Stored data
☆ ☆ ☆ ☆
//! Error types for the orchestrator pipeline.
//!
//! Errors carry context that chains through layers:
//! Batch → Step → Operation → Detail

use std::io;

use thiserror::Error;

/// Top-level pipeline error (caller contract violations).
///
/// Step failures are not errors at this level: they are recorded in
/// the run result and halt the run. Only misuse of the pipeline or a
/// cancellation request surfaces as a `PipelineError`.
#[derive(Error, Debug)]
pub enum PipelineError {
    /// A step range with start after end was requested.
    #[error("Invalid step range: start {start} is greater than end {end}")]
    InvalidRange { start: u32, end: u32 },

    /// Pipeline was cancelled before the given step.
    #[error("Batch '{batch_name}' was cancelled before step {step}")]
    Cancelled { batch_name: String, step: u32 },
}

impl PipelineError {
    /// Create an invalid range error.
    pub fn invalid_range(start: u32, end: u32) -> Self {
        Self::InvalidRange { start, end }
    }

    /// Create a cancelled error.
    pub fn cancelled(batch_name: impl Into<String>, step: u32) -> Self {
        Self::Cancelled {
            batch_name: batch_name.into(),
            step,
        }
    }
}

/// Error from a pipeline step with operation context.
#[derive(Error, Debug)]
pub enum StepError {
    /// Input validation failed.
    #[error("Input validation failed: {0}")]
    InvalidInput(String),

    /// Output validation failed.
    #[error("Output validation failed: {0}")]
    InvalidOutput(String),

    /// An external command failed.
    #[error("{tool} failed with exit code {exit_code}: {message}")]
    CommandFailed {
        tool: String,
        exit_code: i32,
        message: String,
    },

    /// File I/O error.
    #[error("I/O error in {operation}: {source}")]
    IoError {
        operation: String,
        #[source]
        source: io::Error,
    },

    /// A required file was not found.
    #[error("Required file not found: {path}")]
    FileNotFound { path: String },

    /// Image decode/encode error.
    #[error("Image operation '{operation}' failed: {source}")]
    ImageError {
        operation: String,
        #[source]
        source: image::ImageError,
    },

    /// CSV read/write error.
    #[error("CSV error in {operation}: {source}")]
    CsvError {
        operation: String,
        #[source]
        source: csv::Error,
    },

    /// JSON read/write error.
    #[error("JSON error in {operation}: {source}")]
    JsonError {
        operation: String,
        #[source]
        source: serde_json::Error,
    },

    /// A precondition was not met.
    #[error("Precondition not met: {0}")]
    PreconditionFailed(String),

    /// Generic step error with message.
    #[error("{0}")]
    Other(String),
}

impl StepError {
    /// Create an invalid input error.
    pub fn invalid_input(message: impl Into<String>) -> Self {
        Self::InvalidInput(message.into())
    }

    /// Create an invalid output error.
    pub fn invalid_output(message: impl Into<String>) -> Self {
        Self::InvalidOutput(message.into())
    }

    /// Create a command failed error.
    pub fn command_failed(
        tool: impl Into<String>,
        exit_code: i32,
        message: impl Into<String>,
    ) -> Self {
        Self::CommandFailed {
            tool: tool.into(),
            exit_code,
            message: message.into(),
        }
    }

    /// Create an I/O error with context.
    pub fn io_error(operation: impl Into<String>, source: io::Error) -> Self {
        Self::IoError {
            operation: operation.into(),
            source,
        }
    }

    /// Create a file not found error.
    pub fn file_not_found(path: impl Into<String>) -> Self {
        Self::FileNotFound { path: path.into() }
    }

    /// Create an image error with context.
    pub fn image_error(operation: impl Into<String>, source: image::ImageError) -> Self {
        Self::ImageError {
            operation: operation.into(),
            source,
        }
    }

    /// Create a CSV error with context.
    pub fn csv_error(operation: impl Into<String>, source: csv::Error) -> Self {
        Self::CsvError {
            operation: operation.into(),
            source,
        }
    }

    /// Create a JSON error with context.
    pub fn json_error(operation: impl Into<String>, source: serde_json::Error) -> Self {
        Self::JsonError {
            operation: operation.into(),
            source,
        }
    }

    /// Create a precondition failed error.
    pub fn precondition_failed(message: impl Into<String>) -> Self {
        Self::PreconditionFailed(message.into())
    }

    /// Create a generic error.
    pub fn other(message: impl Into<String>) -> Self {
        Self::Other(message.into())
    }
}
☆ ☆ ☆ ☆
#### [Exercise description]
Search the data for the string "level" and copy every line where it appears.

#### [Response]
/// Top-level pipeline error (caller contract violations).
/// Step failures are not errors at this level: they are recorded in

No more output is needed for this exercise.